Papa John is having a bad day.

The net worth of John Schnatter, founder and CEO of pizza chain Papa John’s, fell $70 million in less than 24 hours after the company released its third-quarter financial report on Tuesday afternoon. The business beat estimates on earnings and revenue, but it lowered guidance on same-store sales for the coming period.

Investors were not pleased with that news and sent shares down 11% through 12:30 pm Eastern Time on Wednesday. The stock is now trading at just over $60 per share.

One casualty of the slide was Schnatter’s personal fortune. The 55-year-old—who owns roughly 25% of Papa John’s—is now worth $801 million, Forbes estimates.

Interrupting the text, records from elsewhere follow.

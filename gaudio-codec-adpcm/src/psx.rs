// Symphonia
// Copyright (c) 2019-2022 The Project Symphonia Developers.
//
// This Source Code Form is subject to the terms of the Mozilla Public
// License, v. 2.0. If a copy of the MPL was not distributed with this
// file, You can obtain one at https://mozilla.org/MPL/2.0/.

//! Sony PSX/PS2 VAG-style ADPCM: a 5-entry fixed-coefficient predictor, the other member of the
//! loop-history-preserving family alongside [`crate::dsp::DspAdpcmCodec`]. Some real titles ship
//! blocks whose loop-related flag bits are meaningless/inconsistent; [`PsxAdpcmCodec::bad_flags`]
//! models that quirk by ignoring the flag byte entirely rather than trusting it.

use gaudio_core::channel::ChannelDescriptor;
use gaudio_core::errors::{decode_error, GaError};
use gaudio_core::{Codec, CodecFamily, CodecKind, Result, SampleBuf, SampleFormat, StreamState};

use crate::common::Nibble;

const SAMPLES_PER_BLOCK: usize = 28;
const BLOCK_BYTES: u64 = 16;

/// Coefficients scaled by 64 (`coef / 64.0` is the real predictor weight), matching the standard
/// 5-entry PSX ADPCM table.
const COEFS: [(i32, i32); 5] = [(0, 0), (60, 0), (115, -52), (98, -55), (122, -60)];

fn clamp_i16(v: i64) -> i32 {
    v.clamp(i16::MIN as i64, i16::MAX as i64) as i32
}

/// PSX/PS2 VAG-style ADPCM decoder.
pub struct PsxAdpcmCodec {
    bad_flags: bool,
}

impl PsxAdpcmCodec {
    /// A standard PSX ADPCM decoder whose per-block flag byte (loop-start/loop-end markers) is
    /// trusted.
    pub fn new() -> Self {
        PsxAdpcmCodec { bad_flags: false }
    }

    /// A decoder for the `PsxBadFlags` family variant, whose flag byte is known-unreliable and is
    /// ignored rather than acted on.
    pub fn bad_flags() -> Self {
        PsxAdpcmCodec { bad_flags: true }
    }

    fn decode_channel_block(
        &self,
        ch: &mut ChannelDescriptor,
        source: &mut dyn gaudio_core::StreamSource,
        dst: &mut SampleBuf,
        dst_ch: usize,
        limit: usize,
    ) -> Result<usize> {
        let mut block = [0u8; BLOCK_BYTES as usize];
        let n = source.read(&mut block, ch.offset).map_err(GaError::from)?;
        if n == 0 {
            return Ok(0);
        }

        let predictor_idx = ((block[0] >> 4) as usize).min(4);
        let shift = (block[0] & 0x0f).min(12);
        let flags = block[1];
        if !self.bad_flags && flags == 0x07 {
            // A real "end + no loop" marker would zero the remainder; container-level loop
            // points aren't wired into this codec, so just note it happened.
            log::trace!("psx-adpcm: block flagged end-of-stream");
        }

        let (coef1, coef2) = COEFS[predictor_idx];
        let mut hist1 = ch.hist_i32[0];
        let mut hist2 = ch.hist_i32[1];

        let available_nibbles = (n.saturating_sub(2)) * 2;
        let want = limit.min(SAMPLES_PER_BLOCK).min(available_nibbles);

        for i in 0..want {
            let byte = block[2 + i / 2];
            let half = if i % 2 == 0 { Nibble::Lower } else { Nibble::Upper };
            let raw = (half.signed(byte) << 12) >> shift;
            let predicted = (coef1 as i64 * hist1 as i64 + coef2 as i64 * hist2 as i64) >> 6;
            let sample = clamp_i16(raw as i64 + predicted);
            hist2 = hist1;
            hist1 = sample;
            dst.set_sample_scaled(i, dst_ch, sample as f64);
        }

        ch.hist_i32[0] = hist1;
        ch.hist_i32[1] = hist2;
        ch.offset += BLOCK_BYTES;

        Ok(want)
    }
}

impl Default for PsxAdpcmCodec {
    fn default() -> Self {
        Self::new()
    }
}

impl Codec for PsxAdpcmCodec {
    fn kind(&self) -> CodecKind {
        CodecKind::Frame
    }

    fn sample_format(&self, _stream: &StreamState) -> SampleFormat {
        SampleFormat::S16
    }

    fn family(&self) -> CodecFamily {
        if self.bad_flags {
            CodecFamily::PsxBadFlags
        } else {
            CodecFamily::Psx
        }
    }

    fn frame_samples(&self) -> Option<u32> {
        Some(SAMPLES_PER_BLOCK as u32)
    }

    fn decode_frame(&mut self, stream: &mut StreamState, dst: &mut SampleBuf) -> Result<()> {
        let room = dst.capacity().min(SAMPLES_PER_BLOCK);
        let channels = stream.channels.len();
        if channels == 0 {
            dst.set_filled(0);
            return decode_error("psx-adpcm: stream has no channels");
        }

        let mut produced = usize::MAX;
        let source = &mut *stream.source;
        for ch_idx in 0..channels {
            let got =
                self.decode_channel_block(&mut stream.channels[ch_idx], source, dst, ch_idx, room)?;
            produced = produced.min(got);
        }

        dst.set_filled(if produced == usize::MAX { 0 } else { produced });
        Ok(())
    }

    fn reset(&mut self) {
        // Predictor history lives on the channel descriptors; nothing codec-private to clear.
    }
}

Schnatter blames part of the downturn on the National Football League, which has faced turbulence amid widespread national anthem protests in the past year. “The NFL has hurt us by not resolving the current debacle,” he said on a conference call on Wednesday. Papa John’s is the league’s official pizza sponsor.

So far 2017 has been a challenging year for the restaurant chain. It has lost a quarter of its market capitalization since the start of January. Its future looked significantly brighter earlier this year. Shares hit an all-time high in December 2016, and Schnatter made Forbes’ list of the World’s Billionaires for the first time in March. He has since fallen off the ranks.

Schnatter, a native of Indiana, built his business from scratch. After graduating from college in 1983, he started working at his father’s tavern, then on the brink of bankruptcy. He sold his car, a 1971 Camaro Z28, to pay off debts and to buy used pizza equipment, which he installed in a broom closet at his father’s bar.

After righting the finances at the bar, Schnatter opened his first Papa John’s in Jeffersonville, Indiana in 1985. Growth came quickly; within six years he had 100 locations. The company now boasts more than 5,000 restaurants in 45 countries and territories.